NMST539 | Lab Session 2

Conditional and marginal distributions of random vectors

Summer Term 2021/2022 | 22/02/22

sourse file (UTF8 encoding)

Outline of the second NMST539 lab session:

matrix eigen decomposition, eigen values, and eigen vectors;
random vectors: conditional and marginal distributions;
multivariate normal distribution with R packages;

The first task of the lab session today is to recall some important matrix properties (e.g., eigen value decomposition, eigen values properties, eigen vectors) crutial for most of the multivariate statistical techniques discussed later (during the term). Some teoretical/practical illustrations will be used and tge multivariate normal distribution and its specific implementation in R will be discussed as well.

The R-software is available for download (GNU licence, free of charge) from the website: https://www.r-project.org

A user-friendly interface (one of many) however, not nesessary for a proper functioning of the R software: RStudio.
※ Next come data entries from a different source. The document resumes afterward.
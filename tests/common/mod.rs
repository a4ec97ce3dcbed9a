// Copyright (c) 2025 Erick Bourgeois, firestoned
// SPDX-License-Identifier: MIT

// Common test utilities for integration tests

#![allow(dead_code)]

use k8s_openapi::api::core::v1::Namespace;
use k8s_openapi::apimachinery::pkg::apis::meta::v1::ObjectMeta;
use kube::{
    api::{Api, DeleteParams, PostParams},
    client::Client,
};
use std::collections::BTreeMap;
use std::future::Future;
use std::time::Duration;
use tokio::time::sleep;

/// Get a Kubernetes client or skip the test if not in a cluster
pub async fn get_kube_client_or_skip() -> Option<Client> {
    match Client::try_default().await {
        Ok(client) => {
            println!("✓ Successfully connected to Kubernetes cluster");
            Some(client)
        }
        Err(e) => {
            eprintln!("⊘ Skipping integration test: not running in Kubernetes cluster: {e}");
            None
        }
    }
}

/// Create a test namespace
pub async fn create_test_namespace(
    client: &Client,
    name: &str,
) -> Result<(), Box<dyn std::error::Error>> {
    let namespaces: Api<Namespace> = Api::all(client.clone());

    let mut labels = BTreeMap::new();
    labels.insert("test".to_string(), "integration".to_string());
    labels.insert("managed-by".to_string(), "dnsman-test".to_string());

    let test_ns = Namespace {
        metadata: ObjectMeta {
            name: Some(name.to_string()),
            labels: Some(labels),
            ..Default::default()
        },
        ..Default::default()
    };

    match namespaces.create(&PostParams::default(), &test_ns).await {
        Ok(_) => {
            println!("✓ Created test namespace: {name}");
            Ok(())
        }
        Err(kube::Error::Api(ae)) if ae.code == 409 => {
            println!("  Test namespace already exists: {name}");
            Ok(())
        }
        Err(e) => Err(Box::new(e)),
    }
}

/// Cleanup test namespace
pub async fn cleanup_test_namespace(client: &Client, name: &str) {
    let namespaces: Api<Namespace> = Api::all(client.clone());

    match namespaces.delete(name, &DeleteParams::default()).await {
        Ok(_) => println!("✓ Deleted test namespace: {name}"),
        Err(kube::Error::Api(ae)) if ae.code == 404 => {
            println!("  Test namespace already deleted: {name}");
        }
        Err(e) => eprintln!("⚠ Failed to delete test namespace {name}: {e}"),
    }
}

/// Polls `check` once per second until it returns true or `timeout` passes.
pub async fn wait_for<F, Fut>(timeout: Duration, mut check: F) -> bool
where
    F: FnMut() -> Fut,
    Fut: Future<Output = bool>,
{
    let deadline = tokio::time::Instant::now() + timeout;
    while tokio::time::Instant::now() < deadline {
        if check().await {
            return true;
        }
        sleep(Duration::from_secs(1)).await;
    }
    false
}
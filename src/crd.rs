// Copyright (c) 2025 Erick Bourgeois, firestoned
// SPDX-License-Identifier: MIT

//! Custom Resource Definitions (CRDs) for DNS management.
//!
//! # Resource Types
//!
//! - [`DNSEntry`] - One desired DNS name with its targets. Source controllers create
//!   these in the control plane cluster on behalf of Services, Ingresses and
//!   DNSEntries in the source cluster.
//! - [`DNSAnnotation`] - Injects annotations into a source object without touching it,
//!   e.g. when the object is owned by another tool.
//!
//! # Example: A DNS entry
//!
//! ```rust,no_run
//! use dnsman::crd::{DNSEntry, DNSEntrySpec};
//!
//! let entry = DNSEntry::new(
//!     "www",
//!     DNSEntrySpec {
//!         dns_name: "www.example.com".to_string(),
//!         targets: vec!["192.0.2.1".to_string()],
//!         ttl: Some(300),
//!         ..Default::default()
//!     },
//! );
//! ```

use kube::CustomResource;
use schemars::JsonSchema;
use serde::{Deserialize, Serialize};
use std::collections::BTreeMap;

/// Routing policy of a `DNSEntry` as it appears in the API.
///
/// The domain representation used for record comparison is
/// [`crate::dns::RoutingPolicy`], which drops the set identifier into the
/// record set name.
#[derive(Clone, Debug, Default, PartialEq, Eq, Serialize, Deserialize, JsonSchema)]
#[serde(rename_all = "camelCase")]
pub struct RoutingPolicy {
    /// Policy type. Allowed values are provider dependent, e.g. `weighted`.
    #[serde(rename = "type")]
    pub type_: String,

    /// Identifier of the record set
    #[serde(default)]
    pub set_identifier: String,

    /// Policy specific parameters
    #[serde(default)]
    pub parameters: BTreeMap<String, String>,
}

/// `DNSEntry` describes one DNS name and the records that should exist for it.
///
/// # Example
///
/// ```yaml
/// apiVersion: dns.gardener.cloud/v1alpha1
/// kind: DNSEntry
/// metadata:
///   name: www
/// spec:
///   dnsName: www.example.com
///   targets:
///     - 192.0.2.1
///   ttl: 300
/// ```
#[derive(CustomResource, Clone, Debug, Default, PartialEq, Serialize, Deserialize, JsonSchema)]
#[kube(
    group = "dns.gardener.cloud",
    version = "v1alpha1",
    kind = "DNSEntry",
    namespaced,
    shortname = "dnse",
    derive = "PartialEq",
    doc = "DNSEntry describes a DNS name with its target records. Entries are provisioned in the DNS provider owning the matching zone."
)]
#[kube(status = "DNSEntryStatus")]
#[kube(printcolumn = r#"{"name":"DNS","type":"string","jsonPath":".spec.dnsName"}"#)]
#[kube(printcolumn = r#"{"name":"STATUS","type":"string","jsonPath":".status.state"}"#)]
#[serde(rename_all = "camelCase")]
pub struct DNSEntrySpec {
    /// Fully qualified domain name
    pub dns_name: String,

    /// Time to live for records in the external DNS system
    #[serde(default, skip_serializing_if = "Option::is_none")]
    pub ttl: Option<i64>,

    /// Lookup interval for CNAMEs that must be resolved to IP addresses
    #[serde(default, skip_serializing_if = "Option::is_none")]
    pub cname_lookup_interval: Option<i64>,

    /// Text records, either text or targets must be specified
    #[serde(default, skip_serializing_if = "Vec::is_empty")]
    pub text: Vec<String>,

    /// Target records (CNAME or A records), either text or targets must be specified
    #[serde(default, skip_serializing_if = "Vec::is_empty")]
    pub targets: Vec<String>,

    /// Optional routing policy
    #[serde(default, skip_serializing_if = "Option::is_none")]
    pub routing_policy: Option<RoutingPolicy>,

    /// Resolve CNAME targets to A/AAAA records
    #[serde(default, skip_serializing_if = "Option::is_none")]
    pub resolve_targets_to_addresses: Option<bool>,
}

/// Status of a `DNSEntry`
#[derive(Clone, Debug, Default, PartialEq, Serialize, Deserialize, JsonSchema)]
#[serde(rename_all = "camelCase")]
pub struct DNSEntryStatus {
    /// Generation last processed by the entry controller
    #[serde(default, skip_serializing_if = "Option::is_none")]
    pub observed_generation: Option<i64>,

    /// Entry state (e.g. `Ready`, `Pending`, `Error`)
    #[serde(default)]
    pub state: String,

    /// Message describing the reason for the state
    #[serde(default, skip_serializing_if = "Option::is_none")]
    pub message: Option<String>,

    /// Provider type used for the entry
    #[serde(default, skip_serializing_if = "Option::is_none")]
    pub provider_type: Option<String>,

    /// Assigned provider (namespace/name)
    #[serde(default, skip_serializing_if = "Option::is_none")]
    pub provider: Option<String>,

    /// Zone used for the entry
    #[serde(default, skip_serializing_if = "Option::is_none")]
    pub zone: Option<String>,

    /// Effective DNS name, if it differs from the spec
    #[serde(default, skip_serializing_if = "Option::is_none")]
    pub dns_name: Option<String>,

    /// Time to live used for the entry
    #[serde(default, skip_serializing_if = "Option::is_none")]
    pub ttl: Option<i64>,

    /// Effective targets generated for the entry
    #[serde(default, skip_serializing_if = "Vec::is_empty")]
    pub targets: Vec<String>,

    /// Effective routing policy
    #[serde(default, skip_serializing_if = "Option::is_none")]
    pub routing_policy: Option<RoutingPolicy>,
}

/// Reference to a source object by API version, kind, namespace and name.
///
/// Used as the key of the annotation state and as the target of a `DNSAnnotation`.
#[derive(Clone, Debug, Default, PartialEq, Eq, Hash, Serialize, Deserialize, JsonSchema)]
#[serde(rename_all = "camelCase")]
pub struct ResourceReference {
    /// API version of the referenced object (e.g. `v1`, `networking.k8s.io/v1`)
    pub api_version: String,

    /// Kind of the referenced object
    pub kind: String,

    /// Name of the referenced object
    pub name: String,

    /// Namespace of the referenced object
    #[serde(default)]
    pub namespace: String,
}

impl std::fmt::Display for ResourceReference {
    fn fmt(&self, f: &mut std::fmt::Formatter<'_>) -> std::fmt::Result {
        write!(
            f,
            "{}/{}/{}/{}",
            self.api_version, self.kind, self.namespace, self.name
        )
    }
}

/// `DNSAnnotation` adds annotations to a source object for DNS processing.
///
/// # Example
///
/// ```yaml
/// apiVersion: dns.gardener.cloud/v1alpha1
/// kind: DNSAnnotation
/// metadata:
///   name: my-service
/// spec:
///   resourceRef:
///     apiVersion: v1
///     kind: Service
///     name: my-service
///     namespace: default
///   annotations:
///     dns.gardener.cloud/dnsnames: echo.example.com
/// ```
#[derive(CustomResource, Clone, Debug, Default, PartialEq, Serialize, Deserialize, JsonSchema)]
#[kube(
    group = "dns.gardener.cloud",
    version = "v1alpha1",
    kind = "DNSAnnotation",
    namespaced,
    shortname = "dnsa",
    doc = "DNSAnnotation injects DNS annotations into a referenced source object without modifying it."
)]
#[kube(status = "DNSAnnotationStatus")]
#[serde(rename_all = "camelCase")]
pub struct DNSAnnotationSpec {
    /// The annotated object
    pub resource_ref: ResourceReference,

    /// Annotations applied to the referenced object
    #[serde(default)]
    pub annotations: BTreeMap<String, String>,
}

/// Status of a `DNSAnnotation`
#[derive(Clone, Debug, Default, PartialEq, Serialize, Deserialize, JsonSchema)]
#[serde(rename_all = "camelCase")]
pub struct DNSAnnotationStatus {
    /// Whether the annotations are currently applied to an active source
    #[serde(default)]
    pub active: bool,

    /// Message describing the state
    #[serde(default, skip_serializing_if = "String::is_empty")]
    pub message: String,
}
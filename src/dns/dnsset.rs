// Copyright (c) 2025 Erick Bourgeois, firestoned
// SPDX-License-Identifier: MIT

//! DNS sets: all record sets of one DNS name.
//!
//! Names are stored normalized (see [`crate::dns::normalize_domain_name`]). A
//! [`DNSSets`] map never holds a [`DNSSet`] without record sets.

use crate::crd;
use crate::dns::normalize_domain_name;
use crate::dns::records::{Record, RecordSet, RecordSets, RecordType};
use crate::dns::routing_policy::RoutingPolicy;
use std::collections::BTreeMap;
use std::fmt;
use std::ops::Deref;

/// Name of a DNS set: a domain name plus the set identifier of a routing policy.
#[derive(Clone, Debug, Default, PartialEq, Eq, Hash, PartialOrd, Ord)]
pub struct DNSSetName {
    /// Domain name
    pub dns_name: String,
    /// Set identifier, empty without routing policy
    pub set_identifier: String,
}

impl DNSSetName {
    /// Creates a normalized name without set identifier.
    pub fn new(dns_name: &str) -> Self {
        Self {
            dns_name: normalize_domain_name(dns_name),
            set_identifier: String::new(),
        }
    }

    /// Creates the name of a `DNSEntry`, using the set identifier of its routing policy.
    pub fn for_entry(dns_name: &str, routing_policy: Option<&crd::RoutingPolicy>) -> Self {
        Self {
            dns_name: normalize_domain_name(dns_name),
            set_identifier: routing_policy
                .map(|p| p.set_identifier.clone())
                .unwrap_or_default(),
        }
    }

    /// Returns a copy with the same set identifier and another domain name.
    #[must_use]
    pub fn with_dns_name(&self, dns_name: &str) -> Self {
        Self {
            dns_name: normalize_domain_name(dns_name),
            set_identifier: self.set_identifier.clone(),
        }
    }

    /// Returns the normalized name.
    #[must_use]
    pub fn normalize(&self) -> Self {
        self.with_dns_name(&self.dns_name)
    }
}

impl fmt::Display for DNSSetName {
    fn fmt(&self, f: &mut fmt::Formatter<'_>) -> fmt::Result {
        if self.set_identifier.is_empty() {
            f.write_str(&self.dns_name)
        } else {
            write!(f, "{}#{}", self.dns_name, self.set_identifier)
        }
    }
}

/// All record sets of one DNS set name.
#[derive(Clone, Debug, Default, PartialEq, Eq)]
pub struct DNSSet {
    /// Normalized name
    pub name: DNSSetName,
    /// Discriminator for record sets that must be updated together
    pub update_group: String,
    /// Record sets by type
    pub sets: RecordSets,
    /// Routing policy shared by the record sets
    pub routing_policy: Option<RoutingPolicy>,
}

impl DNSSet {
    pub fn new(name: &DNSSetName, routing_policy: Option<RoutingPolicy>) -> Self {
        Self {
            name: name.normalize(),
            update_group: String::new(),
            sets: RecordSets::new(),
            routing_policy,
        }
    }

    /// Replaces the record set of the given type.
    pub fn set_record_set<S: AsRef<str>>(
        &mut self,
        record_type: RecordType,
        ttl: i64,
        values: &[S],
    ) {
        let records = values.iter().map(|v| Record::new(v.as_ref())).collect();
        self.sets
            .insert(record_type, RecordSet::new(record_type, ttl, records));
    }

    /// Compares name, routing policy and all record sets.
    #[must_use]
    pub fn matches(&self, other: &DNSSet) -> bool {
        if self.name != other.name || self.routing_policy != other.routing_policy {
            return false;
        }
        self.sets.len() == other.sets.len()
            && self
                .sets
                .iter()
                .all(|(k, v)| other.sets.get(k).is_some_and(|w| v.matches(w)))
    }

    /// Compares name, routing policy and the record sets of a single type.
    ///
    /// Sets missing the type on both sides match.
    #[must_use]
    pub fn match_record_type_subset(&self, other: &DNSSet, record_type: RecordType) -> bool {
        if self.name != other.name || self.routing_policy != other.routing_policy {
            return false;
        }
        match (self.sets.get(&record_type), other.sets.get(&record_type)) {
            (Some(a), Some(b)) => a.matches(b),
            (None, None) => true,
            _ => false,
        }
    }
}

/// DNS sets keyed by normalized name.
#[derive(Clone, Debug, Default, PartialEq, Eq)]
pub struct DNSSets(BTreeMap<DNSSetName, DNSSet>);

impl DNSSets {
    #[must_use]
    pub fn new() -> Self {
        Self::default()
    }

    /// Adds or replaces a record set.
    ///
    /// The routing policy of the DNS set is set to `routing_policy`. CNAME record values
    /// are normalized.
    pub fn add_record_set(
        &mut self,
        name: &DNSSetName,
        routing_policy: Option<RoutingPolicy>,
        mut record_set: RecordSet,
    ) {
        let name = name.normalize();
        if record_set.type_ == RecordType::CNAME {
            for record in &mut record_set.records {
                record.value = normalize_domain_name(&record.value);
            }
        }
        let dnsset = self
            .0
            .entry(name.clone())
            .or_insert_with(|| DNSSet::new(&name, None));
        dnsset.routing_policy = routing_policy;
        dnsset.sets.insert(record_set.type_, record_set);
    }

    /// Removes a record set, and the DNS set if it has no record sets left.
    pub fn remove_record_set(&mut self, name: &DNSSetName, record_type: RecordType) {
        let name = name.normalize();
        let now_empty = match self.0.get_mut(&name) {
            Some(dnsset) => {
                dnsset.sets.remove(&record_type);
                dnsset.sets.is_empty()
            }
            None => false,
        };
        if now_empty {
            self.0.remove(&name);
        }
    }
}

impl Deref for DNSSets {
    type Target = BTreeMap<DNSSetName, DNSSet>;

    fn deref(&self) -> &Self::Target {
        &self.0
    }
}

#[cfg(test)]
#[path = "dnsset_tests.rs"]
mod dnsset_tests;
Some (rather brief) manuals and introduction tutorials for R (in Czech or English):

Bína, V., Komárek, A. a Komárková, L.: Jak na jazyk R. (PDF súbor)
Komárek, A.: Základy práce s R. (PDF súbor)
Kulich, M.: Velmi stručný úvod do R. (PDF súbor)
De Vries, A. a Meys, J.: R for Dummies. (ISBN-13: 978-1119055808)

Theoretical bibliography:

Hardle, W. and Simar.L.: Applied Multivariate Statistical Analysis. Springer, 2015
Mardia, K., Kent, J., and Bibby, J.:Multivariate Analysis, Academic Press, 1979.

1. Eigen values and eigen vectors

Multivariate statistical methods are mostly based on some proper matrix decomposition. Usually we are either dealing with a decomposition of a rectangular data matrix – a data frame of a type \(n \times p\) or, instead, a square type matrix (\(p \times p\)) such as, for instnace, a theoretical variance-covariance matrix, its sample couterpart respectively, or the precision/distance matrix.

The most important decomposition is the eigen value matrix decomposition (i.e., eigendecomposition or a spectral decomposition) of a square type matrix into a set of so called eigen vectors and the correponding eigen values.

Nonzero vector \(\boldsymbol{v} \in \mathbb{R}^p\) is said to be an eigen vector of the matrix \(\boldsymbol{A} \in \mathbb{R}^{p \times p}\) if \[ \boldsymbol{A}\boldsymbol{v} = \lambda \boldsymbol{v}, \] for \(\lambda \in \mathbb{R}\) being some fixed number – the eigen value of the matrix \(\boldsymbol{A}\) corresponding to the eigen vector \(\boldsymbol{v} \in \mathbb{R}\).

Interesting illustration of the role of the eigen vectors and eigen values can be fond here:
http://setosa.io/ev/eigenvectors-and-eigenvalues/
Some rather brief and basic information can be also found, for instance, here:
https://personal.utdallas.edu/~Herve/Abdi-EVD2007-pretty.pdf

Individual task

Recall some important matrix properties and the corresponding facts about the eigen values and eigen vectors.
Try to make your own R code which will be able to find the corresponding eigen values of a simple \(2 \times 2\) or \(3 \times 3\) square (symmetric) matrix.
The spectral decomposition of a square matrix (of a type \(p \times p\)) in R (eigendecompostion - EIV) is implemented within a function eigen(). Use the help and learn how the function is supposed to be applied to find EIV decomposition of some real (square) matrix.
The EIV decomposition of a square matrix \(\boldsymbol{A} \in \mathbb{R}^{p \times p}\) is generally defined as \[ \boldsymbol{A} = \boldsymbol{Q}\boldsymbol{\Lambda}\boldsymbol{Q}^{-1} \] where \(\boldsymbol{\Lambda} \in \mathbb{R}^{p \times p}\) is a diagonal matrix with the corresponding eigen values on its diagonal. Matrix \(\boldsymbol{Q} \in \mathbb{R}^{p \times p}\) contains the eigen vectors (as columns).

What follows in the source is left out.